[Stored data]

*** Block opens ***

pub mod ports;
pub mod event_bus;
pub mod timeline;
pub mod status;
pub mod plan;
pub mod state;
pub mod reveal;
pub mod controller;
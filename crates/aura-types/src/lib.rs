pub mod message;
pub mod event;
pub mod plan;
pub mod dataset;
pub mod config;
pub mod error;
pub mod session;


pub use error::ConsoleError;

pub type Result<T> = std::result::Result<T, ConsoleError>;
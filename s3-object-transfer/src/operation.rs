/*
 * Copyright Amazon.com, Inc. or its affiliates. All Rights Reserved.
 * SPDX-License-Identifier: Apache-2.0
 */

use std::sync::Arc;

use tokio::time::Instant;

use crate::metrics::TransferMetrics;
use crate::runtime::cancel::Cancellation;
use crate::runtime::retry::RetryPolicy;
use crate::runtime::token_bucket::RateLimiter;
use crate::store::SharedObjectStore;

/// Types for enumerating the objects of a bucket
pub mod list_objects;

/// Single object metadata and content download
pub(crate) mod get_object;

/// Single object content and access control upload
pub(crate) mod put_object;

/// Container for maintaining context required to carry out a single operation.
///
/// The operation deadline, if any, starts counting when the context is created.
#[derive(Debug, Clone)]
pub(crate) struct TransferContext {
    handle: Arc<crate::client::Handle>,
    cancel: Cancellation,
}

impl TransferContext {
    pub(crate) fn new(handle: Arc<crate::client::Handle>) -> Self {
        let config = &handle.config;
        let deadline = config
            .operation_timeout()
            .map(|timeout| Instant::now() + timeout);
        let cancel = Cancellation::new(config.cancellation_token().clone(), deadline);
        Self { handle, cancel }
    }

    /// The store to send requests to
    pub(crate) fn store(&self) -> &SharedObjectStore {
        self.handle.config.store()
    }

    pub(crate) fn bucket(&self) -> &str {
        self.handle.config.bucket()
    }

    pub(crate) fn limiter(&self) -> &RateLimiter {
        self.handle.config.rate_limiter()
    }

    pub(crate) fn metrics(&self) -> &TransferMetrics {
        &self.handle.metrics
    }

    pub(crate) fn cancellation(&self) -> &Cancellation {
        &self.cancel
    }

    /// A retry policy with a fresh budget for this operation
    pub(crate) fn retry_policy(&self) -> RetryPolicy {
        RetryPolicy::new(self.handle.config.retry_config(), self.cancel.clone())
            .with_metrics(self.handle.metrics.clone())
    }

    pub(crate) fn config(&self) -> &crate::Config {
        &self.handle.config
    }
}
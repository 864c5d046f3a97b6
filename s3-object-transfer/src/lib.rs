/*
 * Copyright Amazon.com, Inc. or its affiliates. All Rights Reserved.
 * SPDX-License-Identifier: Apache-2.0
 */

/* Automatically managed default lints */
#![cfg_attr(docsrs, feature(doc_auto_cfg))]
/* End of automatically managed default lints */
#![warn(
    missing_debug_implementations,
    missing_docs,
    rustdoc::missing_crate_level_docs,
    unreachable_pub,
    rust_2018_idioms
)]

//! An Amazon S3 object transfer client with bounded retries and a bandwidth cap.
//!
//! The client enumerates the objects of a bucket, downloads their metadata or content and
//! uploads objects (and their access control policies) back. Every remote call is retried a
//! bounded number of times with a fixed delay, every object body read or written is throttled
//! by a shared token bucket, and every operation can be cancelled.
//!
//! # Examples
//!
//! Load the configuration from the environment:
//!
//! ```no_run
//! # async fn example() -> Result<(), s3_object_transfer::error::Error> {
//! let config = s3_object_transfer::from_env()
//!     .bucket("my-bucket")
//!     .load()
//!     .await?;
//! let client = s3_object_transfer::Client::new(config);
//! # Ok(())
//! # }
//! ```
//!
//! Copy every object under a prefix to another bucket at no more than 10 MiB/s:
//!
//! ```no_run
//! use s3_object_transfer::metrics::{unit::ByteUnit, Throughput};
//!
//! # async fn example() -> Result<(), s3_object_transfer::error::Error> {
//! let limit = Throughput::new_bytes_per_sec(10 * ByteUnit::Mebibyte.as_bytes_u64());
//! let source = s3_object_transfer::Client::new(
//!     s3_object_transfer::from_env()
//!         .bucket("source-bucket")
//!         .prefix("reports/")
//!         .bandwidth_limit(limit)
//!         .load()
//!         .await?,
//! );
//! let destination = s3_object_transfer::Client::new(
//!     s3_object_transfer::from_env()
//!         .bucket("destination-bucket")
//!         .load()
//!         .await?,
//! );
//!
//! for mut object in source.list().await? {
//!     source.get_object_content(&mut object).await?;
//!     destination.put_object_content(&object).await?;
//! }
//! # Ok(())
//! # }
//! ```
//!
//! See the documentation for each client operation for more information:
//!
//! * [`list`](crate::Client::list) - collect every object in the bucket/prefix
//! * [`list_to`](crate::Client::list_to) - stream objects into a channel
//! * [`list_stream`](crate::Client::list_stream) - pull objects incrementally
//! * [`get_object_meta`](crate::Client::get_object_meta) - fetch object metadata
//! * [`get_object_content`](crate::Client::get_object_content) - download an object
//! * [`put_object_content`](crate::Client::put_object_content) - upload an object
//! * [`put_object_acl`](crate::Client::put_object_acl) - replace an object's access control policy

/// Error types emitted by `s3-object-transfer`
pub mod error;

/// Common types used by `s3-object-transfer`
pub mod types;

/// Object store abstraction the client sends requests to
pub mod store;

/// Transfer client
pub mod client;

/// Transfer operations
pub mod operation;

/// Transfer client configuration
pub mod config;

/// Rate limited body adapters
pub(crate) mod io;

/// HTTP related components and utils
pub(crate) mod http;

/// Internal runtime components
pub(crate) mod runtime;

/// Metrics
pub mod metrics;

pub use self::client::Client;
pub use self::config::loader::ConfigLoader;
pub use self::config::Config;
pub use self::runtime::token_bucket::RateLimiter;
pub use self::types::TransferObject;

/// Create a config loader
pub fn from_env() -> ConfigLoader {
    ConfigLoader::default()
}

*** Block closes ***

Using the exact wording, repeat all the entries.

pub mod ports;
pub mod event_bus;
pub mod timeline;
pub mod status;
pub mod plan;
pub mod state;
pub mod reveal;
pub mod controller;
filename crates/aura-types/src/lib.rs
pub mod message;
pub mod event;
pub mod plan;
pub mod dataset;
pub mod config;
pub mod error;
pub mod session;


pub use error::ConsoleError;

pub type Result<T> = std::result::Result<T, ConsoleError>;
filename s3-object-transfer/src/operation.rs
/*
 * Copyright Amazon.com, Inc. or its affiliates. All Rights Reserved.
 * SPDX-License-Identifier: Apache-2.0
 */

use std::sync::Arc;

use tokio::time::Instant;

use crate::metrics::TransferMetrics;
use crate::runtime::cancel::Cancellation;
use crate::runtime::retry::RetryPolicy;
use crate::runtime::token_bucket::RateLimiter;
use crate::store::SharedObjectStore;

/// Types for enumerating the objects of a bucket
pub mod list_objects;

/// Single object metadata and content download
pub(crate) mod get_object;

/// Single object content and access control upload
pub(crate) mod put_object;

/// Container for maintaining context required to carry out a single operation.
///
/// The operation deadline, if any, starts counting when the context is created.
#[derive(Debug, Clone)]
pub(crate) struct TransferContext {
    handle: Arc<crate::client::Handle>,
    cancel: Cancellation,
}

impl TransferContext {
    pub(crate) fn new(handle: Arc<crate::client::Handle>) -> Self {
        let config = &handle.config;
        let deadline = config
            .operation_timeout()
            .map(|timeout| Instant::now() + timeout);
        let cancel = Cancellation::new(config.cancellation_token().clone(), deadline);
        Self { handle, cancel }
    }

    /// The store to send requests to
    pub(crate) fn store(&self) -> &SharedObjectStore {
        self.handle.config.store()
    }

    pub(crate) fn bucket(&self) -> &str {
        self.handle.config.bucket()
    }

    pub(crate) fn limiter(&self) -> &RateLimiter {
        self.handle.config.rate_limiter()
    }

    pub(crate) fn metrics(&self) -> &TransferMetrics {
        &self.handle.metrics
    }

    pub(crate) fn cancellation(&self) -> &Cancellation {
        &self.cancel
    }

    /// A retry policy with a fresh budget for this operation
    pub(crate) fn retry_policy(&self) -> RetryPolicy {
        RetryPolicy::new(self.handle.config.retry_config(), self.cancel.clone())
            .with_metrics(self.handle.metrics.clone())
    }

    pub(crate) fn config(&self) -> &crate::Config {
        &self.handle.config
    }
}
repository 864c5d046f3a97b6
filename s3-object-transfer/src/lib.rs
/*
 * Copyright Amazon.com, Inc. or its affiliates. All Rights Reserved.
 * SPDX-License-Identifier: Apache-2.0
 */

/* Automatically managed default lints */
#![cfg_attr(docsrs, feature(doc_auto_cfg))]
/* End of automatically managed default lints */
#![warn(
    missing_debug_implementations,
    missing_docs,
    rustdoc::missing_crate_level_docs,
    unreachable_pub,
    rust_2018_idioms
)]

//! An Amazon S3 object transfer client with bounded retries and a bandwidth cap.
//!
//! The client enumerates the objects of a bucket, downloads their metadata or content and
//! uploads objects (and their access control policies) back. Every remote call is retried a
//! bounded number of times with a fixed delay, every object body read or written is throttled
//! by a shared token bucket, and every operation can be cancelled.
//!
//! # Examples
//!
//! Load the configuration from the environment:
//!
//! ```no_run
//! # async fn example() -> Result<(), s3_object_transfer::error::Error> {
//! let config = s3_object_transfer::from_env()
//!     .bucket("my-bucket")
//!     .load()
//!     .await?;
//! let client = s3_object_transfer::Client::new(config);
//! # Ok(())
//! # }
//! ```
//!
//! Copy every object under a prefix to another bucket at no more than 10 MiB/s:
//!
//! ```no_run
//! use s3_object_transfer::metrics::{unit::ByteUnit, Throughput};
//!
//! # async fn example() -> Result<(), s3_object_transfer::error::Error> {
//! let limit = Throughput::new_bytes_per_sec(10 * ByteUnit::Mebibyte.as_bytes_u64());
//! let source = s3_object_transfer::Client::new(
//!     s3_object_transfer::from_env()
//!         .bucket("source-bucket")
//!         .prefix("reports/")
//!         .bandwidth_limit(limit)
//!         .load()
//!         .await?,
//! );
//! let destination = s3_object_transfer::Client::new(
//!     s3_object_transfer::from_env()
//!         .bucket("destination-bucket")
//!         .load()
//!         .await?,
//! );
//!
//! for mut object in source.list().await? {
//!     source.get_object_content(&mut object).await?;
//!     destination.put_object_content(&object).await?;
//! }
//! # Ok(())
//! # }
//! ```
//!
//! See the documentation for each client operation for more information:
//!
//! * [`list`](crate::Client::list) - collect every object in the bucket/prefix
//! * [`list_to`](crate::Client::list_to) - stream objects into a channel
//! * [`list_stream`](crate::Client::list_stream) - pull objects incrementally
//! * [`get_object_meta`](crate::Client::get_object_meta) - fetch object metadata
//! * [`get_object_content`](crate::Client::get_object_content) - download an object
//! * [`put_object_content`](crate::Client::put_object_content) - upload an object
//! * [`put_object_acl`](crate::Client::put_object_acl) - replace an object's access control policy

/// Error types emitted by `s3-object-transfer`
pub mod error;

/// Common types used by `s3-object-transfer`
pub mod types;

/// Object store abstraction the client sends requests to
pub mod store;

/// Transfer client
pub mod client;

/// Transfer operations
pub mod operation;

/// Transfer client configuration
pub mod config;

/// Rate limited body adapters
pub(crate) mod io;

/// HTTP related components and utils
pub(crate) mod http;

/// Internal runtime components
pub(crate) mod runtime;

/// Metrics
pub mod metrics;

pub use self::client::Client;
pub use self::config::loader::ConfigLoader;
pub use self::config::Config;
pub use self::runtime::token_bucket::RateLimiter;
pub use self::types::TransferObject;

/// Create a config loader
pub fn from_env() -> ConfigLoader {
    ConfigLoader::default()
}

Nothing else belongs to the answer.